[Opening MATERIAL SUPPLIED section]
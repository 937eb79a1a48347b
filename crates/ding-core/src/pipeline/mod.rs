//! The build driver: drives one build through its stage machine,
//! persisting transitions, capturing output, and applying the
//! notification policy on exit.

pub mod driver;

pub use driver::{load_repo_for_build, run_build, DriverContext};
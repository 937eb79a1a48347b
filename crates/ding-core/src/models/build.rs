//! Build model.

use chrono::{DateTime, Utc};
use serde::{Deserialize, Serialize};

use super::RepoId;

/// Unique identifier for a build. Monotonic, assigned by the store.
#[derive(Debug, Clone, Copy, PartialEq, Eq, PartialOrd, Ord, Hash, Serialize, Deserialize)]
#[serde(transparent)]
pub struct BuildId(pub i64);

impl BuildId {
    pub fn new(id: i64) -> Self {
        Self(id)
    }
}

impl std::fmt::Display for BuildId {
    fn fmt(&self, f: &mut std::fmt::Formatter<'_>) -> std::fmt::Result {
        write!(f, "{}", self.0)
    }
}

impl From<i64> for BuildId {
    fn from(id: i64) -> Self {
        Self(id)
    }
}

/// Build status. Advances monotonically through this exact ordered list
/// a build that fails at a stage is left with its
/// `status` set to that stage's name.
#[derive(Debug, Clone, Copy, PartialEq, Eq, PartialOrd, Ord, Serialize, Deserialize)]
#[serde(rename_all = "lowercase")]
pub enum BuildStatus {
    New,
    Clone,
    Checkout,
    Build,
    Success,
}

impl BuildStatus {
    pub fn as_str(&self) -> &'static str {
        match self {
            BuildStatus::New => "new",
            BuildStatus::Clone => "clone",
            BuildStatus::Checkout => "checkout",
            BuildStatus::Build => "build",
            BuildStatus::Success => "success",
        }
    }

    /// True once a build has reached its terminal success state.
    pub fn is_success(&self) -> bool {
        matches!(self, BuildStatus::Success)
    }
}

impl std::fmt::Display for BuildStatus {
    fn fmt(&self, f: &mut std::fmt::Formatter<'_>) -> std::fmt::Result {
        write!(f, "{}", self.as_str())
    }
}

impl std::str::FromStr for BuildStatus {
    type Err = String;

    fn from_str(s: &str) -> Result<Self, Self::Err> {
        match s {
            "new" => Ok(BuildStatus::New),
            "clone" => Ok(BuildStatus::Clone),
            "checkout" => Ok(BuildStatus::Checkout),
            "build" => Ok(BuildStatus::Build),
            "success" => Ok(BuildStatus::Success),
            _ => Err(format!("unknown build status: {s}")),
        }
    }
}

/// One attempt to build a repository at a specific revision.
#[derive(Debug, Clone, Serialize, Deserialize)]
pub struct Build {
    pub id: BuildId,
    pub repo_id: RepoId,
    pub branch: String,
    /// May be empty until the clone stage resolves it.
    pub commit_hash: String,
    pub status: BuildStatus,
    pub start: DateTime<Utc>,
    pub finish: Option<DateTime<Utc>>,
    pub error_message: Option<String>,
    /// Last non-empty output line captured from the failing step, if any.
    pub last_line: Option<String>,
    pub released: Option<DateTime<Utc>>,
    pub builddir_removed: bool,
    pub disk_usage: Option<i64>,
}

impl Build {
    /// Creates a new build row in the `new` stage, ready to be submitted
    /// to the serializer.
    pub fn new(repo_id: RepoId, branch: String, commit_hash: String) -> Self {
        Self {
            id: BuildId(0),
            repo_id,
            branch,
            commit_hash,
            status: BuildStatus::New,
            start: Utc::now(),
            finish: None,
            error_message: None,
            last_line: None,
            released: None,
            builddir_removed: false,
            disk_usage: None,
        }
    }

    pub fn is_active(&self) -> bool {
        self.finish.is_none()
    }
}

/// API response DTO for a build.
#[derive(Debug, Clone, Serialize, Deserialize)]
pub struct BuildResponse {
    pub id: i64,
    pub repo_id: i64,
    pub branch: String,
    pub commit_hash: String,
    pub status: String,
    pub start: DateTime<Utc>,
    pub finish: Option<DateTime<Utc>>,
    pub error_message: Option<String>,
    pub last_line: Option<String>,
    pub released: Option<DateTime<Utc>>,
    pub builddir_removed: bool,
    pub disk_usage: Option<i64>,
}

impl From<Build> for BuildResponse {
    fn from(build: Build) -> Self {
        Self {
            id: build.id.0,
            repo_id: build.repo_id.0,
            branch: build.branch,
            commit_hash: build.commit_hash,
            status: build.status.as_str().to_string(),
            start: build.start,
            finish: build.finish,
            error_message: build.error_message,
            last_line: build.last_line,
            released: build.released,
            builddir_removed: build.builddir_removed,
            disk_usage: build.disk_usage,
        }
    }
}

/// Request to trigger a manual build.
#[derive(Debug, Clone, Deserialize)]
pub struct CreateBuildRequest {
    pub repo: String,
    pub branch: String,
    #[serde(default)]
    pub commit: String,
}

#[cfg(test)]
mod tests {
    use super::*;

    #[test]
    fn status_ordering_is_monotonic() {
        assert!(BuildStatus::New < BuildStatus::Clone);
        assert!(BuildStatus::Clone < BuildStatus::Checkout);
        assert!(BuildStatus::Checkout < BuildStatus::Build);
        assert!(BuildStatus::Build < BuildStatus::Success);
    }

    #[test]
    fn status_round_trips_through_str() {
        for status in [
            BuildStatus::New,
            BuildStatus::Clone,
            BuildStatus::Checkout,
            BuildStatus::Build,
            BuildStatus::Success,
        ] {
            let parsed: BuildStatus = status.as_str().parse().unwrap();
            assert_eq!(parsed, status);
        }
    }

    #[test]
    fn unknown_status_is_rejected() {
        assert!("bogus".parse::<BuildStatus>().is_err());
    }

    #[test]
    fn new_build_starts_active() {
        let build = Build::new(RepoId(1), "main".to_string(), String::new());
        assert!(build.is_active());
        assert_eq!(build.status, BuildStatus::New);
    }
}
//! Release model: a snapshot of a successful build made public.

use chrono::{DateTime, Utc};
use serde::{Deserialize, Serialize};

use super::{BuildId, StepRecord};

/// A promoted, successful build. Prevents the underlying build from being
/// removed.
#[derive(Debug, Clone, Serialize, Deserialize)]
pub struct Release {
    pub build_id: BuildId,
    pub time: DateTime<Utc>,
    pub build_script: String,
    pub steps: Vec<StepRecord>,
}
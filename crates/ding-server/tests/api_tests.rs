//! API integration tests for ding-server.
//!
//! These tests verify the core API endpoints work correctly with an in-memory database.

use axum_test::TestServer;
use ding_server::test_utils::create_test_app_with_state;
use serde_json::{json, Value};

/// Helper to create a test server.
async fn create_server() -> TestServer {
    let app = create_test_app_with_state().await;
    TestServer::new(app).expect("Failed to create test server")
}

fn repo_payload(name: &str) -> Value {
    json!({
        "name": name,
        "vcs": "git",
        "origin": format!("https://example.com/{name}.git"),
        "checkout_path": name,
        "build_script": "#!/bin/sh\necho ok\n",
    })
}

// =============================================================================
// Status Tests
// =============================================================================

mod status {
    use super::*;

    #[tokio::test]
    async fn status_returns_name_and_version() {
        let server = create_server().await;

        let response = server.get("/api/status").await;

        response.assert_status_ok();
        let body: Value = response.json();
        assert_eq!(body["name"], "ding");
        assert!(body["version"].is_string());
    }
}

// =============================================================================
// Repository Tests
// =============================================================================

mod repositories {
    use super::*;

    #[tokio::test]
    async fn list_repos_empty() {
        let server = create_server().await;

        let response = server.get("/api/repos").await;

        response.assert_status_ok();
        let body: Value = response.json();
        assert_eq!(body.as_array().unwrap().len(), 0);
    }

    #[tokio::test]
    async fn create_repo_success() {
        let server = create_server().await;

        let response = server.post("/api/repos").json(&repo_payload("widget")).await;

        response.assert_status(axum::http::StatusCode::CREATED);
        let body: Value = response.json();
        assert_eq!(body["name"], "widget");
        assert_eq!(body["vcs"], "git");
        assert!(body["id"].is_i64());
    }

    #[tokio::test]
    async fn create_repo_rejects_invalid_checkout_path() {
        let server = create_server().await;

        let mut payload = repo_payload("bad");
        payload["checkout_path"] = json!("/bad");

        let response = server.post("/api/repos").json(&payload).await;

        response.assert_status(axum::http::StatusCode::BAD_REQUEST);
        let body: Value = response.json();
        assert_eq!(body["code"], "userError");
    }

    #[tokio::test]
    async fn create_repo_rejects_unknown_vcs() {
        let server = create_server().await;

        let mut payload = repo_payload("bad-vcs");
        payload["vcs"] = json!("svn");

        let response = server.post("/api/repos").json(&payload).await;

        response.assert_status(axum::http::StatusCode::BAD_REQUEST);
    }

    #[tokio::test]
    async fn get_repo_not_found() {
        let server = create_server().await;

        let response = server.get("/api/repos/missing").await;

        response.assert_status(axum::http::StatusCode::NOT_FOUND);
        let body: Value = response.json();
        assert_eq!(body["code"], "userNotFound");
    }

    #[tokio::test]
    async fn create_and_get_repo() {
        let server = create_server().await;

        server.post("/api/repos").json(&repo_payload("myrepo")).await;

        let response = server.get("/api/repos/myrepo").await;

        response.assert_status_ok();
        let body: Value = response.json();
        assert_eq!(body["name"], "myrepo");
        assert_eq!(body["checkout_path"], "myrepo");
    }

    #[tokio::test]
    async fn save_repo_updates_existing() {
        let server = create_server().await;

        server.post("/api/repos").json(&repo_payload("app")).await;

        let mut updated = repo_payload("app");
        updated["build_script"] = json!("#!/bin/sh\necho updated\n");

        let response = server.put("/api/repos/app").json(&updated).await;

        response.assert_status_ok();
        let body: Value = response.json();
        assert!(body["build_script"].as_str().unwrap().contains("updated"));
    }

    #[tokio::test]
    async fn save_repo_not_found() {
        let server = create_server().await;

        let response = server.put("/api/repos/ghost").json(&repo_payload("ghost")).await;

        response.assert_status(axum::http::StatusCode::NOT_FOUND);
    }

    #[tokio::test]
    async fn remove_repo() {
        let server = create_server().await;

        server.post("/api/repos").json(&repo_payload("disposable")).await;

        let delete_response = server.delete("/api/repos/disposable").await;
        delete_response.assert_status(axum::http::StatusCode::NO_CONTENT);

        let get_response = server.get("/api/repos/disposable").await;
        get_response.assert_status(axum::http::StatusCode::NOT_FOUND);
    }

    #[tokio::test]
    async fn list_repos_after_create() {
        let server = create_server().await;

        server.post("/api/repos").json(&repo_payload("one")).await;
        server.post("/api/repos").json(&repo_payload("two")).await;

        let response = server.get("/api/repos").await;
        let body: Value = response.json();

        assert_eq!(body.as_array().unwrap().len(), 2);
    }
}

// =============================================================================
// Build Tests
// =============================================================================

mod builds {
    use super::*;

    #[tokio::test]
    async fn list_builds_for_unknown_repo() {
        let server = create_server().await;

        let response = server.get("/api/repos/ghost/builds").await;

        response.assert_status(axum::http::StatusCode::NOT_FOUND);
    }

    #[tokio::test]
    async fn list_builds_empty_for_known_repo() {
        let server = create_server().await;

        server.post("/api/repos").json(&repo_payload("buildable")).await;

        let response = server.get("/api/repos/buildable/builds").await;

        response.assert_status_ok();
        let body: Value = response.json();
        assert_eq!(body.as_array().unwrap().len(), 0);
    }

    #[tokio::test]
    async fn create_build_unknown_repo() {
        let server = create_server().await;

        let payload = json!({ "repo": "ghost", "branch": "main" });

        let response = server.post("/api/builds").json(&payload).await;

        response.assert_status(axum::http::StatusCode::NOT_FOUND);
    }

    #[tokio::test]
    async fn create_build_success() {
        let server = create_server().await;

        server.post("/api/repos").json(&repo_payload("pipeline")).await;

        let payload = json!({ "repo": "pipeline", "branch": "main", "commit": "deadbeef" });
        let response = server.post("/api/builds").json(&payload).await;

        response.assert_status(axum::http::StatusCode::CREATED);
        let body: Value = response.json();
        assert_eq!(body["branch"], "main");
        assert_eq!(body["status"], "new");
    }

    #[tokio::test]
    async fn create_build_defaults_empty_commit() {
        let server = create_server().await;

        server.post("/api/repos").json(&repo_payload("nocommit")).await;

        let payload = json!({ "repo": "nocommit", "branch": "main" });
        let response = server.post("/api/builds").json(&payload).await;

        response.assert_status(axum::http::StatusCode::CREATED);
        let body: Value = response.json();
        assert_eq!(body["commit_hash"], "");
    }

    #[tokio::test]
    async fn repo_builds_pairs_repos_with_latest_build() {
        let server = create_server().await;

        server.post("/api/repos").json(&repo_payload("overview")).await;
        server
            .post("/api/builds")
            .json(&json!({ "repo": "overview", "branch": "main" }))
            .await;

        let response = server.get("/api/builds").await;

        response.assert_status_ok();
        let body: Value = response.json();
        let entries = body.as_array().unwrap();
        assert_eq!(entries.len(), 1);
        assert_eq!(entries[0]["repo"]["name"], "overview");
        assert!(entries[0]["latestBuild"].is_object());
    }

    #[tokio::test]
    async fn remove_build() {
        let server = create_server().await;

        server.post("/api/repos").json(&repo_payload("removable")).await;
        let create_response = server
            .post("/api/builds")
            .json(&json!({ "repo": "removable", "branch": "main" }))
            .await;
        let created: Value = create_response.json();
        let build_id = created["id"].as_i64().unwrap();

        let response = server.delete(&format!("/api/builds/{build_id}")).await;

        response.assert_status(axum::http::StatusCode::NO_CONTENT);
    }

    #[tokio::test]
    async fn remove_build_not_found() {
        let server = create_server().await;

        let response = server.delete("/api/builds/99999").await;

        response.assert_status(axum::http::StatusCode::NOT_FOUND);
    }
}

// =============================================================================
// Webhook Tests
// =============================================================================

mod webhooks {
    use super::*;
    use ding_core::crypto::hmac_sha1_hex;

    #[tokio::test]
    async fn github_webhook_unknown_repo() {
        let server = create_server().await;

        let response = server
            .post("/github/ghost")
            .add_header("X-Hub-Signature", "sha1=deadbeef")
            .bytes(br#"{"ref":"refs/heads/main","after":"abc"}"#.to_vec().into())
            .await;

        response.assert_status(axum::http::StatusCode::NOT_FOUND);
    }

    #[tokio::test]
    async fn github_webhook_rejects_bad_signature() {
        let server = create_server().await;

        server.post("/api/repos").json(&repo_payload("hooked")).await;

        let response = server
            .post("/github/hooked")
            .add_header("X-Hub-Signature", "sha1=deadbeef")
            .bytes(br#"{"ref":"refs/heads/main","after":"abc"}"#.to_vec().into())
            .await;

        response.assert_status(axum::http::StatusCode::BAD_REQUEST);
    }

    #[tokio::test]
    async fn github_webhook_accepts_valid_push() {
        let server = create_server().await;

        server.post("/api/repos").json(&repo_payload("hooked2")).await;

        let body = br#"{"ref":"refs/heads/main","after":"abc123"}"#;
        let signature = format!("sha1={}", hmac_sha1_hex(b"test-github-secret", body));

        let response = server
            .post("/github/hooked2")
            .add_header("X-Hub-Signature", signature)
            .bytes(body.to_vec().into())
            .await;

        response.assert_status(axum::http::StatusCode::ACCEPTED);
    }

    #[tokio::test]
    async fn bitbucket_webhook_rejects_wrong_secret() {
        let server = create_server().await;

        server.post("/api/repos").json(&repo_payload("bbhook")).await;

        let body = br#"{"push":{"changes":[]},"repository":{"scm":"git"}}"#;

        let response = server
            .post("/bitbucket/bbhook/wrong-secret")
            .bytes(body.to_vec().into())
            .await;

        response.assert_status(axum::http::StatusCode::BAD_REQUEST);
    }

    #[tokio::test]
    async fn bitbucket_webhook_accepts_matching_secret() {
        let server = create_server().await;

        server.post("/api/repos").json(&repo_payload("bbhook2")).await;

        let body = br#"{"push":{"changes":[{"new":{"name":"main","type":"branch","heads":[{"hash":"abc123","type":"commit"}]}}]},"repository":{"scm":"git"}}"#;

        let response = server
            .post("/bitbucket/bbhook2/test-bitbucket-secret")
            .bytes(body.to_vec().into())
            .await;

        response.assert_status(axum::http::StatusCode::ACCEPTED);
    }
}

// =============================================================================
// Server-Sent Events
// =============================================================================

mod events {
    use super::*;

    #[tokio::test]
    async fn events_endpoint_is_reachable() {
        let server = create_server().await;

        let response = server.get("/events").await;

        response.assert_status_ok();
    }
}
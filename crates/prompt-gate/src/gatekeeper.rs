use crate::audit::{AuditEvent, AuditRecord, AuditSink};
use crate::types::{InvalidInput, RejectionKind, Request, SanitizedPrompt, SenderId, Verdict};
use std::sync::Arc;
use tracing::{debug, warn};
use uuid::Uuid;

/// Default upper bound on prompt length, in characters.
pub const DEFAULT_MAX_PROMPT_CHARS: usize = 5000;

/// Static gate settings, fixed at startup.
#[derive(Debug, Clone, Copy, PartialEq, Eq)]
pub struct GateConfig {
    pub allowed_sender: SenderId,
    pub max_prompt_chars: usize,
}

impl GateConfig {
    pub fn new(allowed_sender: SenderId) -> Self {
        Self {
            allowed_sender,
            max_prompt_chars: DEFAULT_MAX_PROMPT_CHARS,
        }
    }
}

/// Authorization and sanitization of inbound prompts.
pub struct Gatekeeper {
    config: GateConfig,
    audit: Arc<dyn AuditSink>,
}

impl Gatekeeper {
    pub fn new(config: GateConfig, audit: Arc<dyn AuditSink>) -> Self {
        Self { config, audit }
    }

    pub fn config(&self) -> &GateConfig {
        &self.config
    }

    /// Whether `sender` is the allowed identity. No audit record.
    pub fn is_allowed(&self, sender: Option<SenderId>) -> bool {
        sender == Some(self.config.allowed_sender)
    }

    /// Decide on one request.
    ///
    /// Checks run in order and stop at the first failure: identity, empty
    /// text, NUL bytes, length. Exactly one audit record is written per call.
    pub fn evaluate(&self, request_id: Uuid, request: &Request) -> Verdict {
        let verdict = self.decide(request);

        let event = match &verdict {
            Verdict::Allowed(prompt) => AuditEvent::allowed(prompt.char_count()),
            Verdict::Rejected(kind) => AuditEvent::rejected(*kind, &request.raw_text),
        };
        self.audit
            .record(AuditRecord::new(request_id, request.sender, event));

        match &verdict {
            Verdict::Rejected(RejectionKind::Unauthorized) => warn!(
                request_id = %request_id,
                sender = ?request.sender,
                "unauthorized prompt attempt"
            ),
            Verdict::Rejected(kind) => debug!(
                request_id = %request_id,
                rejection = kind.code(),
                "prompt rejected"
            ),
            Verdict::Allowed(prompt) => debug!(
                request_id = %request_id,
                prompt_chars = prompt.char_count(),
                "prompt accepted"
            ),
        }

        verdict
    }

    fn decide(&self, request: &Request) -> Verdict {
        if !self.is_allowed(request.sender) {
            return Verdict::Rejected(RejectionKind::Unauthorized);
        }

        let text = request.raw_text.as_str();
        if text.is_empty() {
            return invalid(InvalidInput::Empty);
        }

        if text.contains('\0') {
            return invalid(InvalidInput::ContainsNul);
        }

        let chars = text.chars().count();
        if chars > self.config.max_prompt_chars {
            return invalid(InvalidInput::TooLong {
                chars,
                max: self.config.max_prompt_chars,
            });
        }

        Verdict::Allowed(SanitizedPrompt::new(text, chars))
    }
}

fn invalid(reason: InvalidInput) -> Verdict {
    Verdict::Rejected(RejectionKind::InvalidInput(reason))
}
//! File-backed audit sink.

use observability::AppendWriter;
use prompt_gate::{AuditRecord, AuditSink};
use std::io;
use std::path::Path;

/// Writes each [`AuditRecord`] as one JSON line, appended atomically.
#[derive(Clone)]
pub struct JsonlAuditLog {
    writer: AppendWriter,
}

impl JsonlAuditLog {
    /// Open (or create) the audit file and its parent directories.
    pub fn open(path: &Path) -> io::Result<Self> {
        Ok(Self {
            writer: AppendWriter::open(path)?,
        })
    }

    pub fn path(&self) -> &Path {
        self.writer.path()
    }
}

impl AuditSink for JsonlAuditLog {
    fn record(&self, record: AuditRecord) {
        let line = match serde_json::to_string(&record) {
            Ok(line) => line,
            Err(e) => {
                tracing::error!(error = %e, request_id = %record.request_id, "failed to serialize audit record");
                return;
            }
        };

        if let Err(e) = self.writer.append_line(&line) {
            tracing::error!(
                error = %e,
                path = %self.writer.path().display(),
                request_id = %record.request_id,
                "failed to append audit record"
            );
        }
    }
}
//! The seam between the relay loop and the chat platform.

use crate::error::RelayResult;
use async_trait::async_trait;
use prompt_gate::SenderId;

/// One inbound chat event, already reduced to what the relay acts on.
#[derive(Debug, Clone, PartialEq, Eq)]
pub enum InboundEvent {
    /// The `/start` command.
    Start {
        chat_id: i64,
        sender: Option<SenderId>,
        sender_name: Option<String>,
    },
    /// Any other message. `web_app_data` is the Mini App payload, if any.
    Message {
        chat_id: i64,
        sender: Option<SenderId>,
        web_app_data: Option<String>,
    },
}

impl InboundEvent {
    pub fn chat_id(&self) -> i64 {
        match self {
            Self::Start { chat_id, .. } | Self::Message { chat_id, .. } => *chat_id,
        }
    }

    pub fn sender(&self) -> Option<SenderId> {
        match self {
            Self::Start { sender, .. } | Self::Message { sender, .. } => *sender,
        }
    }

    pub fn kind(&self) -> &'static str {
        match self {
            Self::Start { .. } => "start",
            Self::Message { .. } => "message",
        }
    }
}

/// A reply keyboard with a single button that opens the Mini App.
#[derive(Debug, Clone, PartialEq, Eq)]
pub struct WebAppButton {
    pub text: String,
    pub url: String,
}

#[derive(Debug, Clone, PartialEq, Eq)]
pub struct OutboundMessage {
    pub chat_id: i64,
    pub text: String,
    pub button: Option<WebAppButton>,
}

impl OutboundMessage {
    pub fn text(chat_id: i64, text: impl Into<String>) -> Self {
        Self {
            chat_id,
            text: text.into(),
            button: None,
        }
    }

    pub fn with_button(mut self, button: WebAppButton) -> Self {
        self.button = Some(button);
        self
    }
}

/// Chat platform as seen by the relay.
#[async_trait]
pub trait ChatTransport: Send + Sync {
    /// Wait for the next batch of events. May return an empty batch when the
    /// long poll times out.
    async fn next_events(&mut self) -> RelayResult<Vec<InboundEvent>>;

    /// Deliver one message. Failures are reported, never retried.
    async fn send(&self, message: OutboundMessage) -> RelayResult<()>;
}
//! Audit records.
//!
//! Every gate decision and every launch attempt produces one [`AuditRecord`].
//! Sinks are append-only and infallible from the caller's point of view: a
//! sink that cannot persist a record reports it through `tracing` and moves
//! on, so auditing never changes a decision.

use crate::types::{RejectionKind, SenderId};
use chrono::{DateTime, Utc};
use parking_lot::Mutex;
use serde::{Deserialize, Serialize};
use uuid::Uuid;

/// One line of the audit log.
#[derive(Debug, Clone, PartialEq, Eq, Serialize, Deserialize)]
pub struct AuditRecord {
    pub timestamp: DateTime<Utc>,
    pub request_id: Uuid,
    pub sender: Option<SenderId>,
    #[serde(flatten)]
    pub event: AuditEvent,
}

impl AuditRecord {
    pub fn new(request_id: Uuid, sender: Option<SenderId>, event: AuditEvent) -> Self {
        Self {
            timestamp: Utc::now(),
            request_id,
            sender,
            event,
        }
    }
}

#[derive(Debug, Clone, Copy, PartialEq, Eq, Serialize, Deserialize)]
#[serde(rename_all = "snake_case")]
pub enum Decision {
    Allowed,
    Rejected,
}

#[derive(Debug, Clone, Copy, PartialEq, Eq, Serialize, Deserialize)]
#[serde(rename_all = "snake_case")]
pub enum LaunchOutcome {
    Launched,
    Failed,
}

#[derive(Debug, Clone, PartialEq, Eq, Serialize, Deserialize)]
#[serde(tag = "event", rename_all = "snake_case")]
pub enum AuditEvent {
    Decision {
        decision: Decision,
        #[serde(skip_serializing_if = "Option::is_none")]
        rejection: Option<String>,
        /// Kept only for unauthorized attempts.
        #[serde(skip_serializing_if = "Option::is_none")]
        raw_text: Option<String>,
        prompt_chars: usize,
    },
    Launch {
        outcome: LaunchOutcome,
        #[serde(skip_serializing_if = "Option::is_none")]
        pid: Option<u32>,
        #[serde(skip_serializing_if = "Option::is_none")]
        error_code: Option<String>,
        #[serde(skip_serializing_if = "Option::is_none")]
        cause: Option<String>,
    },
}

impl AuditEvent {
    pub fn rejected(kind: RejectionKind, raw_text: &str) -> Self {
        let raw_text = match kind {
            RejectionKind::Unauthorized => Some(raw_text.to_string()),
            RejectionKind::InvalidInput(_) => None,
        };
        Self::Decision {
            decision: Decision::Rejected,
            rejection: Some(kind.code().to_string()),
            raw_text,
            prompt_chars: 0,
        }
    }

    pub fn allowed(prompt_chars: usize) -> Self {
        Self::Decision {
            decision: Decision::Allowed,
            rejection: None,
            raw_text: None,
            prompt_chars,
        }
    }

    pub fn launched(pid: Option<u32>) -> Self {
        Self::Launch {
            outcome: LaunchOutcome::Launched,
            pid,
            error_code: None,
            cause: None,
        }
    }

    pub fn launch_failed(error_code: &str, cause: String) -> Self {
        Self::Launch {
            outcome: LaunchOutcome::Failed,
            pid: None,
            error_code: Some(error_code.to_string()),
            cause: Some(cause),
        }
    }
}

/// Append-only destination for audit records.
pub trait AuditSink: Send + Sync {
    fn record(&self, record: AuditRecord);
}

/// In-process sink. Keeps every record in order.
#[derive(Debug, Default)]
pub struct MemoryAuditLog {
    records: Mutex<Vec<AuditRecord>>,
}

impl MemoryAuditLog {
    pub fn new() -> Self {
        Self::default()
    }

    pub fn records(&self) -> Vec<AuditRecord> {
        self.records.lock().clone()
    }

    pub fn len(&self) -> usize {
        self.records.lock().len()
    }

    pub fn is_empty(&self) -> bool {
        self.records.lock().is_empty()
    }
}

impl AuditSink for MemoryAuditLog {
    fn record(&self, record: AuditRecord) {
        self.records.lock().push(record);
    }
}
[Closing MATERIAL SUPPLIED section]
◆ **WHAT THIS TASK INVOLVES**:
In the entries above, find the lines containing the word "disposable" and say how many there are, with no other words.

◆ **EXERCISE RESULT**:
3